The Craft of Writing: 200 Most Common Words As Parts of Speech
Posted On February 10, 2016
Two hundred words are said to comprise eighty percent of all English sentences. Here is the list broken down into parts of speech. Why? Because you should know what weapons you are hurling at an unsuspecting public.
It’s been nigh many years when the nuns at my Catholic grammar school made me memorize parts of speech at the age of seven and had me parse sentences at the tender age of ten. Funny thing is that my children never had to struggle with such exercises. Instead they were immersed in “whole language” where they were encouraged to write and express themselves whether or not they knew how to wield words. This is such a stark contrast to me and my classmates having to copy compositions and types of letters out of books to learn how to write such things that it is no wonder that writers today use sentence fragments and feel perfectly comfortable using them.

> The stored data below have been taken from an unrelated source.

use crate::cli::Cli;
use anyhow::Result;
use clap::CommandFactory;
use clap_complete::{generate, Shell};
use colored::Colorize;
use std::io;

const BIN_NAME: &str = "vrepo";

/// Generate shell completion scripts.
/// The script goes to stdout, installation hints to stderr.
pub fn execute(shell: Shell) -> Result<()> {
    let mut cmd = Cli::command();
    generate(shell, &mut cmd, BIN_NAME, &mut io::stdout());

    eprintln!("\n{}", "Installation Instructions:".bold());
    match shell {
        Shell::Bash => {
            eprintln!("  Add the following to your ~/.bashrc or ~/.bash_profile:");
            eprintln!("  {}", "eval \"$(vrepo completion bash)\"".cyan());
        },
        Shell::Zsh => {
            eprintln!("  Save the script to a file in your fpath:");
            eprintln!(
                "  {}",
                "vrepo completion zsh > ~/.local/share/zsh/site-functions/_vrepo".cyan()
            );
        },
        Shell::Fish => {
            eprintln!("  Save the completion script:");
            eprintln!(
                "  {}",
                "vrepo completion fish > ~/.config/fish/completions/vrepo.fish".cyan()
            );
        },
        Shell::PowerShell => {
            eprintln!("  Add the following to your PowerShell profile:");
            eprintln!("  {}", "Invoke-Expression (& vrepo completion powershell)".cyan());
        },
        _ => {
            eprintln!("  Please refer to your shell's documentation for installing completion scripts.");
        },
    }

    Ok(())
}
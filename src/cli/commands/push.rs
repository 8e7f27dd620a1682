use crate::cli::commands::open_repo;
use crate::cli::context::CliContext;
use crate::cli::output;
use crate::cli::SourceArgs;
use crate::repo::Backends;
use crate::sync::PushOptions;
use anyhow::Result;
use clap::Args;
use colored::Colorize;

#[derive(Args, Debug)]
pub struct PushArgs {
    #[command(flatten)]
    pub sources: SourceArgs,

    /// Push to all git remotes, or to the listed ones
    #[arg(long, num_args = 0.., value_delimiter = ',', value_name = "REMOTES")]
    pub git: Option<Vec<String>>,

    /// Push to all ssh remotes, or to the listed aliases
    #[arg(long, num_args = 0.., value_delimiter = ',', value_name = "ALIASES")]
    pub ssh: Option<Vec<String>>,

    /// Push with git in forced mode
    #[arg(short, long)]
    pub forced: bool,

    /// Push with rsync in delete mode
    #[arg(short, long)]
    pub del: bool,

    /// Ensure a git push by editing the .gitignore safely
    #[arg(short, long)]
    pub ensure_push: bool,

    /// Log level, 1 and above show the output of git and rsync
    #[arg(short, long, default_value_t = 0)]
    pub log_level: u8,
}

/// Execute the push command
pub fn execute(args: PushArgs) -> Result<()> {
    CliContext::raise_log_level(args.log_level);

    // Without --git and --ssh every enabled remote of both kinds is used
    let (git, ssh) = match (&args.git, &args.ssh) {
        (None, None) => (Some(Vec::new()), Some(Vec::new())),
        (git, ssh) => (git.clone(), ssh.clone()),
    };
    let options = PushOptions {
        forced: args.forced,
        ensure_push: args.ensure_push,
    };

    for source in args.sources.resolve() {
        let repo = open_repo(&source, Backends::sync())?;
        let git_remotes = repo.select_git_remotes(git.as_deref())?;
        let ssh_remotes = repo.select_ssh_remotes(ssh.as_deref())?;

        for remote in &git_remotes {
            output::marker(format!(
                "Pushing {} branch \"{}\" to \"{} {}\" (git).",
                repo.name().bold(),
                remote.branch,
                remote.remote,
                remote.destination
            ));
            repo.git()?.push(remote, options)?;
        }

        for remote in &ssh_remotes {
            output::marker(format!(
                "Pushing {} to {}:{} (ssh).",
                repo.name().bold(),
                remote.alias.bold(),
                remote.destination
            ));
            repo.ssh()?.push(&remote.alias, &remote.destination, args.del)?;
        }

        if git_remotes.is_empty() && ssh_remotes.is_empty() {
            output::warning(format!("No remotes to push {} to.", repo.name()));
        }
    }

    Ok(())
}
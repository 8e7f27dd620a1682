//! npm publishing: version export, README badge, publish and version bump

pub mod package;
pub mod version;

pub use package::{PackageJson, PACKAGE_FILE_NAME};
pub use version::{increment_version, INITIAL_VERSION};

use crate::core::error::{Result, VrepoError};
use crate::process::{CommandOutput, CommandSpec, SharedRunner};
use regex::Regex;
use std::fs;
use std::path::{Path, PathBuf};
use tracing::{debug, info, warn};

/// Shields badge fragment carrying the package version
const BADGE_PATTERN: &str = r"version-[^-\s]*-blue";

/// npm backend for one source directory
pub struct Npm {
    source: PathBuf,
    version_path: PathBuf,
    package: PackageJson,
    runner: SharedRunner,
}

impl Npm {
    /// Load the package.json of `source`
    pub fn new(source: &Path, version_path: PathBuf, runner: SharedRunner) -> Result<Self> {
        Ok(Self {
            source: source.to_path_buf(),
            version_path,
            package: PackageJson::load(source)?,
            runner,
        })
    }

    pub fn package(&self) -> &PackageJson {
        &self.package
    }

    fn npm(&self, args: &[&str]) -> Result<CommandOutput> {
        self.runner
            .run(&CommandSpec::new("npm", &self.source).args(args.iter().copied()))
    }

    /// Whether `npm whoami` finds a logged in user
    pub fn logged_in(&self) -> Result<bool> {
        Ok(self.npm(&["whoami"])?.success())
    }

    /// Publish the package and bump its version. Returns the published version.
    pub fn publish(&mut self) -> Result<String> {
        if !self.logged_in()? {
            return Err(VrepoError::NpmNotLoggedIn);
        }

        let version = self.package.version().unwrap_or(INITIAL_VERSION).to_string();
        let name = self.package.name().unwrap_or_default().to_string();

        if let Some(parent) = self.version_path.parent() {
            fs::create_dir_all(parent)?;
        }
        fs::write(&self.version_path, format!("module.exports=\"{}\";", version))?;
        debug!(path = %self.version_path.display(), version = %version, "exported version");

        if self.package.has_bin() {
            let link = self.npm(&["link"])?;
            if !link.success() {
                return Err(VrepoError::npm_step(
                    "Failed to link the npm package",
                    link.error_text(),
                ));
            }
        }

        let readme_path = self.source.join("README.md");
        let original_readme = if readme_path.is_file() {
            let readme = fs::read_to_string(&readme_path)?;
            fs::write(&readme_path, replace_badge(&readme, &version)?)?;
            Some(readme)
        } else {
            None
        };
        let restore_readme = |readme: &Option<String>| -> Result<()> {
            if let Some(readme) = readme {
                fs::write(&readme_path, readme)?;
            }
            Ok(())
        };

        let publish = self.npm(&["publish"])?;
        if !publish.success() {
            warn!(package = %name, "npm publish failed: {}", publish.error_text());
            restore_readme(&original_readme)?;
            return Err(VrepoError::NpmPublishFailed { name });
        }

        let bumped = increment_version(self.package.version()).and_then(|next| {
            self.package.advance_version(next);
            self.package.save()
        });
        if let Err(e) = bumped {
            restore_readme(&original_readme)?;
            return Err(e);
        }

        info!(package = %name, version = %version, "published npm package");
        Ok(version)
    }
}

/// Point the README version badge at `version`
fn replace_badge(readme: &str, version: &str) -> Result<String> {
    let badge = Regex::new(BADGE_PATTERN).map_err(|e| VrepoError::internal(e.to_string()))?;
    Ok(badge
        .replace(readme, format!("version-{}-blue", version).as_str())
        .into_owned())
}
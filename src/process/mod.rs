//! Invocation of external programs (git, rsync, npm)
//!
//! Backends describe what to run with a [`CommandSpec`] and hand it to a
//! [`ProcessRunner`]. The environment of every command is part of its spec,
//! so nothing is read from or written to process-wide state.

use crate::core::error::{Result, VrepoError};
use std::path::{Path, PathBuf};
use std::process::{Command, Stdio};
use std::sync::Arc;
use tracing::debug;

/// A single program invocation
#[derive(Debug, Clone, PartialEq, Eq)]
pub struct CommandSpec {
    pub program: String,
    pub args: Vec<String>,
    pub cwd: PathBuf,
    pub env: Vec<(String, String)>,
}

impl CommandSpec {
    pub fn new(program: impl Into<String>, cwd: &Path) -> Self {
        Self {
            program: program.into(),
            args: Vec::new(),
            cwd: cwd.to_path_buf(),
            env: Vec::new(),
        }
    }

    /// `git` in `cwd`, never prompting for credentials
    pub fn git(cwd: &Path) -> Self {
        Self::new("git", cwd).env("GIT_TERMINAL_PROMPT", "0")
    }

    pub fn arg(mut self, arg: impl Into<String>) -> Self {
        self.args.push(arg.into());
        self
    }

    pub fn args<I, S>(mut self, args: I) -> Self
    where
        I: IntoIterator<Item = S>,
        S: Into<String>,
    {
        self.args.extend(args.into_iter().map(Into::into));
        self
    }

    pub fn env(mut self, key: impl Into<String>, value: impl Into<String>) -> Self {
        self.env.push((key.into(), value.into()));
        self
    }

    /// `program arg1 arg2` for messages
    pub fn display(&self) -> String {
        std::iter::once(self.program.as_str())
            .chain(self.args.iter().map(String::as_str))
            .collect::<Vec<_>>()
            .join(" ")
    }
}

/// Captured result of a finished program
#[derive(Debug, Clone, Default, PartialEq, Eq)]
pub struct CommandOutput {
    /// Exit code, `None` when terminated by a signal
    pub code: Option<i32>,
    pub stdout: String,
    pub stderr: String,
}

impl CommandOutput {
    pub fn success(&self) -> bool {
        self.code == Some(0)
    }

    /// stderr, or a generic exit message when the program wrote nothing to it
    pub fn error_text(&self) -> String {
        let stderr = self.stderr.trim_end();
        if !stderr.is_empty() {
            return stderr.to_string();
        }
        match self.code {
            Some(code) => format!("Child process exited with code {}.", code),
            None => "Child process was terminated by a signal.".to_string(),
        }
    }
}

/// Runs external programs; mocked in tests
#[cfg_attr(test, mockall::automock)]
pub trait ProcessRunner {
    fn run(&self, spec: &CommandSpec) -> Result<CommandOutput>;
}

/// Runner shared by the git, ssh and npm backends of one repository
pub type SharedRunner = Arc<dyn ProcessRunner + Send + Sync>;

/// Runner backed by `std::process::Command`
#[derive(Debug, Clone, Copy, Default)]
pub struct SystemRunner {
    /// Forward captured output to the terminal after each command
    pub echo: bool,
}

impl SystemRunner {
    pub fn new(echo: bool) -> Self {
        Self { echo }
    }
}

impl ProcessRunner for SystemRunner {
    fn run(&self, spec: &CommandSpec) -> Result<CommandOutput> {
        debug!(command = %spec.display(), cwd = %spec.cwd.display(), "executing");
        if self.echo {
            println!("Executing ($ {}).", spec.display());
        }

        let output = Command::new(&spec.program)
            .args(&spec.args)
            .current_dir(&spec.cwd)
            .envs(spec.env.iter().map(|(k, v)| (k.as_str(), v.as_str())))
            .stdin(Stdio::null())
            .output()
            .map_err(|source| VrepoError::CommandSpawn {
                program: spec.program.clone(),
                source,
            })?;

        let result = CommandOutput {
            code: output.status.code(),
            stdout: String::from_utf8_lossy(&output.stdout).into_owned(),
            stderr: String::from_utf8_lossy(&output.stderr).into_owned(),
        };

        debug!(command = %spec.display(), code = ?result.code, "finished");
        if self.echo {
            print!("{}", result.stdout);
            eprint!("{}", result.stderr);
            println!(
                "Command ($ {}) exited with code {}.",
                spec.display(),
                result.code.map_or_else(|| "none".to_string(), |c| c.to_string())
            );
        }

        Ok(result)
    }
}
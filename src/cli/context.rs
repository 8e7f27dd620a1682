//! CLI context for storing global options during command execution

use std::cell::RefCell;

thread_local! {
    static CLI_CONTEXT: RefCell<Option<CliContext>> = const { RefCell::new(None) };
}

/// Context containing global CLI options
#[derive(Debug, Clone, Copy, Default)]
pub struct CliContext {
    pub verbose: bool,
    pub quiet: bool,
    pub yes: bool,
    pub no_progress: bool,
    /// 1 and above forward the output of external commands
    pub log_level: u8,
}

impl CliContext {
    /// Set the global CLI context for the current thread
    pub fn set(context: CliContext) {
        CLI_CONTEXT.with(|c| {
            *c.borrow_mut() = Some(context);
        });
    }

    /// Get the current CLI context
    pub fn get() -> CliContext {
        CLI_CONTEXT.with(|c| (*c.borrow()).unwrap_or_default())
    }

    /// Raise the log level for the rest of the command
    pub fn raise_log_level(level: u8) {
        let mut context = Self::get();
        context.log_level = context.log_level.max(level);
        Self::set(context);
    }

    pub fn is_verbose() -> bool {
        Self::get().verbose
    }

    pub fn is_quiet() -> bool {
        Self::get().quiet
    }

    /// Check if auto-answer yes is enabled
    pub fn is_yes() -> bool {
        Self::get().yes
    }

    /// Progress spinners are shown on a terminal unless disabled
    pub fn show_progress() -> bool {
        let context = Self::get();
        !context.no_progress && !context.quiet && atty::is(atty::Stream::Stderr)
    }

    /// Forward external command output when verbose or at log level 1+
    pub fn echo_commands() -> bool {
        let context = Self::get();
        context.verbose || context.log_level >= 1
    }
}
//! Core error handling shared across vrepo

pub mod error;

pub use error::{Result, VrepoError};
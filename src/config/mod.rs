//! Per-repository configuration management
//!
//! Every synchronized repository carries a `.vrepo` JSON file listing its git
//! and ssh remotes, the git identity used for automatic commits, and where the
//! npm version export is written.

pub mod repo_config;

use crate::core::error::Result;
use serde::Serialize;

// Re-export commonly used items
pub use repo_config::{GitConfig, GitRemote, RepoConfig, SshConfig, SshRemote, CONFIG_FILE_NAME};

/// Serialize as pretty JSON with a 4-space indent
pub(crate) fn to_pretty_json<T: Serialize>(value: &T) -> Result<Vec<u8>> {
    let mut buffer = Vec::new();
    let formatter = serde_json::ser::PrettyFormatter::with_indent(b"    ");
    let mut serializer = serde_json::Serializer::with_formatter(&mut buffer, formatter);
    value.serialize(&mut serializer)?;
    Ok(buffer)
}
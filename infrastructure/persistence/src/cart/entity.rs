use std::num::NonZeroU32;

use rust_decimal::Decimal;
use serde::{Deserialize, Serialize};

use business::domain::cart::model::CartLineItem;
use business::domain::errors::RepositoryError;
use business::domain::shared::value_objects::ProductId;

/// Stored shape of one cart line: `{id, name, price, image, quantity}`.
///
/// Prices are written as decimal strings and accepted as strings or numbers.
#[derive(Debug, Serialize, Deserialize)]
pub struct CartLineItemEntity {
    pub id: u64,
    #[serde(default)]
    pub name: Option<String>,
    pub price: Decimal,
    #[serde(default)]
    pub image: Option<String>,
    pub quantity: i64,
}

impl CartLineItemEntity {
    pub fn from_domain(item: &CartLineItem) -> Self {
        Self {
            id: item.id.value(),
            name: Some(item.name.clone()),
            price: item.price,
            image: Some(item.image.clone()),
            quantity: i64::from(item.quantity.get()),
        }
    }

    /// Fails with [`RepositoryError::Corrupted`] for non-positive or
    /// out-of-range quantities, and when `price * quantity` overflows.
    pub fn into_domain(self) -> Result<CartLineItem, RepositoryError> {
        let quantity = u32::try_from(self.quantity)
            .ok()
            .and_then(NonZeroU32::new)
            .ok_or(RepositoryError::Corrupted)?;

        let item = CartLineItem {
            id: ProductId::new(self.id),
            name: self.name.unwrap_or_default(),
            price: self.price,
            image: self.image.unwrap_or_default(),
            quantity,
        };
        item.checked_subtotal().ok_or(RepositoryError::Corrupted)?;
        Ok(item)
    }
}
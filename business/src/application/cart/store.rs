use std::num::NonZeroU32;
use std::sync::Arc;

use rust_decimal::Decimal;
use tokio::sync::Mutex;

use crate::domain::cart::errors::CartError;
use crate::domain::cart::events::{CartChange, CartEvent, CartObserver, Durability};
use crate::domain::cart::model::{
    Cart, CartLineItem, CartProduct, CartSnapshot, CartSummary, QuantityUpdate,
};
use crate::domain::cart::repository::CartRepository;
use crate::domain::logger::Logger;
use crate::domain::shared::value_objects::{LanguageCode, ProductId};

/// Authoritative in-memory cart kept in sync with its persisted snapshot.
///
/// Mutations are serialised: each one is applied, written back through the
/// repository and then announced to observers before the next one starts.
/// Storage failures never reach callers as errors; they are logged and
/// reported through [`Durability`] on the returned change.
pub struct CartStore {
    repository: Arc<dyn CartRepository>,
    logger: Arc<dyn Logger>,
    language: LanguageCode,
    observers: Vec<Arc<dyn CartObserver>>,
    cart: Mutex<Cart>,
}

impl CartStore {
    /// Loads the persisted cart; unreadable data starts an empty cart.
    pub async fn load(
        repository: Arc<dyn CartRepository>,
        logger: Arc<dyn Logger>,
        language: LanguageCode,
    ) -> Self {
        let cart = match repository.load().await {
            Ok(items) => {
                logger.info(&format!("Cart loaded with {} line items", items.len()));
                Cart::from_items(items)
            }
            Err(err) => {
                logger.error(&format!("Error loading cart, starting empty: {}", err));
                Cart::new()
            }
        };

        Self {
            repository,
            logger,
            language,
            observers: Vec::new(),
            cart: Mutex::new(cart),
        }
    }

    pub fn subscribe(mut self, observer: Arc<dyn CartObserver>) -> Self {
        self.observers.push(observer);
        self
    }

    pub async fn add(&self, product: &CartProduct, quantity: u32) -> Result<CartChange, CartError> {
        let Some(added) = NonZeroU32::new(quantity) else {
            self.logger.warn(&format!(
                "Rejected adding product {} with zero quantity",
                product.id
            ));
            return Err(CartError::InvalidQuantity);
        };

        let mut cart = self.cart.lock().await;
        let item = CartLineItem::from_product(product, &self.language, added);
        let name = item.name.clone();
        let total = cart.add(item);

        self.logger.info(&format!(
            "Added {} x product {} to cart (now {})",
            added, product.id, total
        ));

        let event = CartEvent::ItemAdded {
            id: product.id,
            name,
            added,
            quantity: total,
        };
        Ok(self.commit(&cart, event).await)
    }

    /// Removes a product; `None` when it was not in the cart.
    pub async fn remove(&self, id: ProductId) -> Option<CartChange> {
        let mut cart = self.cart.lock().await;
        if cart.remove(id).is_none() {
            self.logger
                .debug(&format!("Product {} not in cart, nothing to remove", id));
            return None;
        }

        self.logger.info(&format!("Removed product {} from cart", id));
        Some(self.commit(&cart, CartEvent::ItemRemoved { id }).await)
    }

    /// Sets a quantity; zero or negative removes. `None` when absent.
    pub async fn set_quantity(&self, id: ProductId, quantity: i64) -> Option<CartChange> {
        let mut cart = self.cart.lock().await;
        let event = match cart.set_quantity(id, quantity) {
            QuantityUpdate::Updated { previous, current } => CartEvent::QuantityChanged {
                id,
                previous,
                current,
            },
            QuantityUpdate::Removed(_) => CartEvent::ItemRemoved { id },
            QuantityUpdate::NotInCart => {
                self.logger.debug(&format!(
                    "Product {} not in cart, quantity left unchanged",
                    id
                ));
                return None;
            }
        };

        self.logger
            .info(&format!("Set quantity of product {} to {}", id, quantity));
        Some(self.commit(&cart, event).await)
    }

    pub async fn clear(&self) -> CartChange {
        let mut cart = self.cart.lock().await;
        let removed_lines = cart.clear();

        self.logger
            .info(&format!("Cleared cart ({} line items)", removed_lines));
        self.commit(&cart, CartEvent::Cleared { removed_lines })
            .await
    }

    pub async fn total_items(&self) -> u64 {
        self.cart.lock().await.total_items()
    }

    pub async fn total_price(&self) -> Decimal {
        self.cart.lock().await.total_price()
    }

    pub async fn contains(&self, id: ProductId) -> bool {
        self.cart.lock().await.contains(id)
    }

    pub async fn items(&self) -> Vec<CartLineItem> {
        self.cart.lock().await.items().to_vec()
    }

    pub async fn summary(&self) -> CartSummary {
        self.cart.lock().await.summary()
    }

    /// Items and totals taken under one lock, so they always agree.
    pub async fn snapshot(&self) -> CartSnapshot {
        self.cart.lock().await.snapshot()
    }

    async fn commit(&self, cart: &Cart, event: CartEvent) -> CartChange {
        let durability = match self.repository.save(cart.items()).await {
            Ok(()) => Durability::Persisted,
            Err(err) => {
                self.logger
                    .error(&format!("Error saving cart, kept in memory only: {}", err));
                Durability::Failed {
                    reason: err.to_string(),
                }
            }
        };

        let change = CartChange {
            event,
            summary: cart.summary(),
            durability,
        };
        for observer in &self.observers {
            observer.on_cart_changed(&change);
        }
        change
    }
}
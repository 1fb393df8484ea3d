use std::time::Duration;

use reqwest::Client;
use serde::de::DeserializeOwned;
use tracing::{debug, error};

use business::domain::catalog::errors::FetchError;
use business::domain::catalog::media::MediaRoot;

/// HTTP client for the catalog REST API.
pub struct ApiClient {
    client: Client,
    base_url: String,
    media: MediaRoot,
}

impl ApiClient {
    /// Requests wait indefinitely unless a `timeout` is given.
    pub fn new(
        base_url: impl Into<String>,
        media_root: impl Into<String>,
        timeout: Option<Duration>,
    ) -> Self {
        let mut builder = Client::builder();
        if let Some(timeout) = timeout {
            builder = builder.timeout(timeout);
        }
        let client = builder.build().unwrap_or_default();

        Self {
            client,
            base_url: base_url.into().trim_end_matches('/').to_string(),
            media: MediaRoot::new(media_root),
        }
    }

    pub fn media(&self) -> &MediaRoot {
        &self.media
    }

    /// Returns the absolute URL for an API path.
    pub fn endpoint(&self, path: &str) -> String {
        format!("{}{}", self.base_url, path)
    }

    /// GETs `path` and decodes the JSON body.
    pub async fn fetch<T: DeserializeOwned>(&self, path: &str) -> Result<T, FetchError> {
        let url = self.endpoint(path);
        debug!("GET {}", url);

        let result = self.get_json(&url).await;
        if let Err(err) = &result {
            error!(endpoint = %url, "API request failed: {}", err);
        }
        result
    }

    async fn get_json<T: DeserializeOwned>(&self, url: &str) -> Result<T, FetchError> {
        let response = self
            .client
            .get(url)
            .header("Content-Type", "application/json")
            .send()
            .await
            .map_err(|err| FetchError::network(err.to_string()))?;

        let status = response.status();
        if !status.is_success() {
            return Err(FetchError::status(status.as_u16()));
        }

        let body = response
            .bytes()
            .await
            .map_err(|err| FetchError::network(err.to_string()))?;

        serde_json::from_slice(&body).map_err(|err| FetchError::decode(err.to_string()))
    }
}
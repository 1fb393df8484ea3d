pub mod cart_badge;
pub mod toast;
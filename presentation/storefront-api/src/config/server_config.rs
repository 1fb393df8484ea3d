use std::env;

/// HTTP listener settings.
#[derive(Debug, Clone)]
pub struct ServerConfig {
    pub ip: String,
    pub port: String,
}

impl ServerConfig {
    /// Environment variables:
    /// - SERVICE_IP: IP address to bind (default: "127.0.0.1")
    /// - SERVICE_PORT: Port to bind (default: "8080")
    pub fn from_env() -> Self {
        let ip = env::var("SERVICE_IP").unwrap_or_else(|_| "127.0.0.1".to_string());
        let port = env::var("SERVICE_PORT").unwrap_or_else(|_| "8080".to_string());

        Self { ip, port }
    }

    pub fn bind_address(&self) -> String {
        format!("{}:{}", self.ip, self.port)
    }

    pub fn public_url(&self) -> String {
        format!("http://{}", self.bind_address())
    }
}

#[cfg(test)]
mod tests {
    use super::*;

    #[test]
    fn should_create_bind_address_from_ip_and_port() {
        // Arrange
        let config = ServerConfig {
            ip: "0.0.0.0".to_string(),
            port: "9000".to_string(),
        };

        // Act
        let address = config.bind_address();

        // Assert
        assert_eq!(address, "0.0.0.0:9000");
        assert_eq!(config.public_url(), "http://0.0.0.0:9000");
    }
}
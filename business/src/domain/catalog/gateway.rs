use async_trait::async_trait;

use crate::domain::shared::value_objects::{CategoryId, ProductId};

use super::errors::FetchError;
use super::model::{
    Category, Certificate, City, Company, Partner, Product, ProductImage,
    ServiceCenterDescription, ServiceLocation,
};

/// Read-only port onto the remote catalog API.
///
/// Every call resolves to `Ok(data)` or a `FetchError`; adapters must not
/// panic on network, status or decoding failures.
#[async_trait]
pub trait CatalogGateway: Send + Sync {
    /// All products, or only those in `category` when given.
    async fn get_products(&self, category: Option<CategoryId>)
    -> Result<Vec<Product>, FetchError>;
    async fn get_product(&self, id: ProductId) -> Result<Product, FetchError>;
    async fn get_product_images(&self, id: ProductId) -> Result<Vec<ProductImage>, FetchError>;
    async fn get_categories(&self) -> Result<Vec<Category>, FetchError>;
    async fn get_category(&self, id: CategoryId) -> Result<Category, FetchError>;
    /// Company records; the storefront uses the first one.
    async fn get_companies(&self) -> Result<Vec<Company>, FetchError>;
    async fn get_partners(&self) -> Result<Vec<Partner>, FetchError>;
    async fn get_certificates(&self) -> Result<Vec<Certificate>, FetchError>;
    async fn get_cities(&self) -> Result<Vec<City>, FetchError>;
    async fn get_service_locations(&self) -> Result<Vec<ServiceLocation>, FetchError>;
    async fn get_service_center_descriptions(
        &self,
    ) -> Result<Vec<ServiceCenterDescription>, FetchError>;

    /// Absolute URL for a possibly relative media path; `""` for an empty path.
    fn media_url(&self, path: &str) -> String;
}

Remember that the researchers at Stony Brook University determined that the most popular books had a greater percentage of nouns, adjectives, pronouns and prepositions than less popular books. Less popular works used a greater percentage of verbs and adverbs than popular books.
I grabbed the two hundred most commonly used words that form eighty percent of all English sentences. Then I separated them into parts of speech with some online help and whipped up the charts below.
I color coded the things, putting the lexically desirable words with green headers and “Danger Will Robinson” parts of speech in red. NOTE: This does not mean you don’t ever use the words in red. That would be silly. Just be aware of the number of times you use these words. In a balanced diet you eat all foods. In constructing your prose you need all of types of words but in the right proportions as illustrated in the chart above.
NOUNS, ADJECTIVES, PREPOSITIONS, PRONOUNS AND CONJUNCTIONS
Now, while nouns and adjectives are desirable to load up in quantities, these specific words below should be used sparingly. Why? These words are used so often that relying on them may result in tired prose.
Conjunctions, prepositions and pronouns are used in lesser by no less important degree than nouns and adjectives. While conjunctions are not on the chart above, the Stony Brook research paper did mention that more popular books used more conjunctions than less popular books.
VERBS, ADVERBS AND QUANTIFIERS
We need verbs. They move the action along. But how many verbs to use? I think the real point of the Stony Brook paper is that not that books that are “less successful” don’t use verbs and adverbs more, they use nouns and adjectives less than what many readers find interesting.
Nowadays, there is a movement to cut the use of adverbs. Heck even Pro-Writers Aid advises to “use adverbs sparingly.” They advise using a stronger verb instead of using an adverb to prop up a weak verb.
Adverbs in tags (he said, she said) is now considered especially onerous. Tags are necessary in pegging the speaker in dialogue. However using adverbs to modify the tag slows the reader’s pace and reduces readibility These are called a “said bookisms.”
I personally find that reducing adverbs makes the prose glide more smoothly. But that doesn’t mean there isn’t a place for adverbs. Adverbs makes the reader stop and think. Use them when you want the reader to do that. You are the puppeteer, after all, bawahahahaha. Oh, sorry. Back on point.
Notice the little box that says quantifiers. Those little words. Use them as sparingly as possible. They are vague filler words and add nothing to what you are trying to express. In fact, viscously slash them from your drafts with your wordsmith’s sword laughing in glee at improving your prose so easily with so little effort.
Oh dear. Did I just use some of those words? Which only goes to show that all writing rules should be taken with a grain a salt and nothing replaces a writer’s brain in making word choices.
Use safe wordsmithery. Take your word choices well in hand.